INFORMATION GIVEN ::
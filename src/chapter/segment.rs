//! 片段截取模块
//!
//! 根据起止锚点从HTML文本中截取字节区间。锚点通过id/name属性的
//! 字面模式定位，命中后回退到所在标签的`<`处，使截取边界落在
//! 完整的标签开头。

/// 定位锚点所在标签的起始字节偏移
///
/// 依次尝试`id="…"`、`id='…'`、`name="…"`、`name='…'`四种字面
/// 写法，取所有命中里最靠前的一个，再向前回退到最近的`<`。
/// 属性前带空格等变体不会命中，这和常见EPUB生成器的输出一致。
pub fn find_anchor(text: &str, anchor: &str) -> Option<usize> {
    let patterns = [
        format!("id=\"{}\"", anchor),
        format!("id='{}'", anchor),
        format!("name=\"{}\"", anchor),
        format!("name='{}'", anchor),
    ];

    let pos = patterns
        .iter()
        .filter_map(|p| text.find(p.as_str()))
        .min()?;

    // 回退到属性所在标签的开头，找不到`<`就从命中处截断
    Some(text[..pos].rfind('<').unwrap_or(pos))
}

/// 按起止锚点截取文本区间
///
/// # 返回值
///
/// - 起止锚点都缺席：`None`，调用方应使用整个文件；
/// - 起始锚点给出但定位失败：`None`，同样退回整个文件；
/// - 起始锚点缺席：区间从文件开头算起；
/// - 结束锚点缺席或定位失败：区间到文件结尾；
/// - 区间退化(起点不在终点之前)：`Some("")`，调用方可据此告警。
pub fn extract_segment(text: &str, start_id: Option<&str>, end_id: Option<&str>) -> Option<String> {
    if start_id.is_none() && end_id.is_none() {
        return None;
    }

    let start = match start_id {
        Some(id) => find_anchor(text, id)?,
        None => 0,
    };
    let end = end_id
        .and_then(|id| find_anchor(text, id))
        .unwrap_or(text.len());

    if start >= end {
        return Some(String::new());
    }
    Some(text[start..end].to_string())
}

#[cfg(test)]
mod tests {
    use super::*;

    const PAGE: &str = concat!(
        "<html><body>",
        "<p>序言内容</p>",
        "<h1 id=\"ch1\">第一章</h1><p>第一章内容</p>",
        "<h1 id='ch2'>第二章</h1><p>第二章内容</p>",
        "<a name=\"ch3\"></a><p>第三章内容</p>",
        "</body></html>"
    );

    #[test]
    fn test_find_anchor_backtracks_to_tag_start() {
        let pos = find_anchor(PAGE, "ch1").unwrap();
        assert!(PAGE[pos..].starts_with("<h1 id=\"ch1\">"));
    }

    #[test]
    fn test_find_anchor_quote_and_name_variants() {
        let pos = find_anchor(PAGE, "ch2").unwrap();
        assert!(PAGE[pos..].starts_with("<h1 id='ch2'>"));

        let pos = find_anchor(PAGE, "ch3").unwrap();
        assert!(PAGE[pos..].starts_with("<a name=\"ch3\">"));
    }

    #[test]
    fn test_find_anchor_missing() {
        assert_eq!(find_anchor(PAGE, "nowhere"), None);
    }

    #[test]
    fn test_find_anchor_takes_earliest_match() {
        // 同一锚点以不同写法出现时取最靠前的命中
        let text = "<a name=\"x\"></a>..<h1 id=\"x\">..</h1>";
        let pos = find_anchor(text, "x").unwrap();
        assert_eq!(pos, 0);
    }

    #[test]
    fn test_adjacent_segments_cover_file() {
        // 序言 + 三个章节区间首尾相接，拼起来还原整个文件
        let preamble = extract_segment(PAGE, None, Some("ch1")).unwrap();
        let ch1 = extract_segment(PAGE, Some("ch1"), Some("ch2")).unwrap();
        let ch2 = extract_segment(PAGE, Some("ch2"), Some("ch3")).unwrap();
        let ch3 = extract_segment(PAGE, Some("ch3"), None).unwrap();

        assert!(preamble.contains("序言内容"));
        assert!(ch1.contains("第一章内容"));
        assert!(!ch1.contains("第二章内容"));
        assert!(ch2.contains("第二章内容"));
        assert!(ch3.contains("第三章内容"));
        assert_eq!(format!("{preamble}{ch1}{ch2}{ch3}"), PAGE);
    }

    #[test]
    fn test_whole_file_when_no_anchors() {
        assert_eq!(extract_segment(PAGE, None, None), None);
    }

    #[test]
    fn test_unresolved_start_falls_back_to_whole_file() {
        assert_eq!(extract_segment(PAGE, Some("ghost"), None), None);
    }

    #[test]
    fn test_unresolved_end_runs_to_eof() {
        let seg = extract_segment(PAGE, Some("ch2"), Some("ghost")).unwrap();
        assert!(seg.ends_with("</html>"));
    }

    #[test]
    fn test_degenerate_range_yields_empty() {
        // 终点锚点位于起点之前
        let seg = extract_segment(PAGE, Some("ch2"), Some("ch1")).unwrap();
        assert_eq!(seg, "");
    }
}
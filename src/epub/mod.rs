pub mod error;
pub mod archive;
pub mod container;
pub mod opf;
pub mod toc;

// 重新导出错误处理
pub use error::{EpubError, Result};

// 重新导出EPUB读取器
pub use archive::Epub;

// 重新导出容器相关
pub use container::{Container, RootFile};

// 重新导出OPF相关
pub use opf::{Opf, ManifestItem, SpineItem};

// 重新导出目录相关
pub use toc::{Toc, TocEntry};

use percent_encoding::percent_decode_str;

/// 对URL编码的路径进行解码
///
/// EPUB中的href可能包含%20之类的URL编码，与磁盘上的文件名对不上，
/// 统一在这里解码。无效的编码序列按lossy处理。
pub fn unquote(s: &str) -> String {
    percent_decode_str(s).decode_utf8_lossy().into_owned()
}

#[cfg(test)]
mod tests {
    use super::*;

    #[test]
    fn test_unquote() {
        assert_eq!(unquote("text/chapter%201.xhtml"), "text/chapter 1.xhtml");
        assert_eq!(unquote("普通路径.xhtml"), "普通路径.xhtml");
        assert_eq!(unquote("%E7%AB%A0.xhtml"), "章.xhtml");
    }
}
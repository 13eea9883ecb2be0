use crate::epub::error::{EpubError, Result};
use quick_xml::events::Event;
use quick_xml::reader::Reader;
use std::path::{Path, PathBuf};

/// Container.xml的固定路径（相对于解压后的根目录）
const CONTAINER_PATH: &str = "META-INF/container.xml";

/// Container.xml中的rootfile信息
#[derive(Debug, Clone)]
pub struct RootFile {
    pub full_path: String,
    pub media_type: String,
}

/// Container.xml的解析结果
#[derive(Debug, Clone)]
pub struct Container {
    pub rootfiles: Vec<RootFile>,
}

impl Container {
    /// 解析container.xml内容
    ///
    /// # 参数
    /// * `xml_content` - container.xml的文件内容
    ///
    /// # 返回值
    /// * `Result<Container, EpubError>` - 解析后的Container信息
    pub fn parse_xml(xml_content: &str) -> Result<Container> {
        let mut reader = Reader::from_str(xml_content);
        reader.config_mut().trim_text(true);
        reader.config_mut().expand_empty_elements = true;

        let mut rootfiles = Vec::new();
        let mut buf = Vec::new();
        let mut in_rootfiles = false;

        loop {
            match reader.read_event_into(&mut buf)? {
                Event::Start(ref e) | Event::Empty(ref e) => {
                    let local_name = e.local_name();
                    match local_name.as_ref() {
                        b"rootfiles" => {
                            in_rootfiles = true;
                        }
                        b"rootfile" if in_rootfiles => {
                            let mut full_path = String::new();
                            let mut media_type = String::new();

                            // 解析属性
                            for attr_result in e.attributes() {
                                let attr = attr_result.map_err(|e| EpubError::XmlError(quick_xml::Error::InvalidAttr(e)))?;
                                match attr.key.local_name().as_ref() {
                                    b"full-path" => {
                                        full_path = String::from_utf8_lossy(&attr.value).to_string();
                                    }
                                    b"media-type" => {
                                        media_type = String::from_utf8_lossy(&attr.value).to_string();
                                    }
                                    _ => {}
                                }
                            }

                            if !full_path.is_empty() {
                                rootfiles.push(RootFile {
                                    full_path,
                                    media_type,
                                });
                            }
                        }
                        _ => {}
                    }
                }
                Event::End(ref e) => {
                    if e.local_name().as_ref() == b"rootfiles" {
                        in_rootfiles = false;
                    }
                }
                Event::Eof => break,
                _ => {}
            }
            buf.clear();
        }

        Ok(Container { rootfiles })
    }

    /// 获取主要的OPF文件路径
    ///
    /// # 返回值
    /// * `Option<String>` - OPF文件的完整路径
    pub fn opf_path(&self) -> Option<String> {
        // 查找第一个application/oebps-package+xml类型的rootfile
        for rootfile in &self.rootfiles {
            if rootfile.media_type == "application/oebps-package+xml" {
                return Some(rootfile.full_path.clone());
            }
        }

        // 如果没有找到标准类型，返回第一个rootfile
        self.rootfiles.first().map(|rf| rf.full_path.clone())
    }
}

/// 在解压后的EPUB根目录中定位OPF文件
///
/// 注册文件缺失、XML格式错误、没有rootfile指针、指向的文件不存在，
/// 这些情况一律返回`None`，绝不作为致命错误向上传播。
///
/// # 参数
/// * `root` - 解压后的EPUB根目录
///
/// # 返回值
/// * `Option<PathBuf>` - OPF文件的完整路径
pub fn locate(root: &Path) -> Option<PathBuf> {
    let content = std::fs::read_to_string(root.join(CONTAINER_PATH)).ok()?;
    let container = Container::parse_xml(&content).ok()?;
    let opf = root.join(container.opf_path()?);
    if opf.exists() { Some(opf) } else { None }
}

PROBLEM STATEMENT ::
Scan the records above. Return every line with "contains" in it.

REPLY ::
        assert!(preamble.contains("序言内容"));
        assert!(ch1.contains("第一章内容"));
        assert!(!ch1.contains("第二章内容"));
        assert!(ch2.contains("第二章内容"));
        assert!(ch3.contains("第三章内容"));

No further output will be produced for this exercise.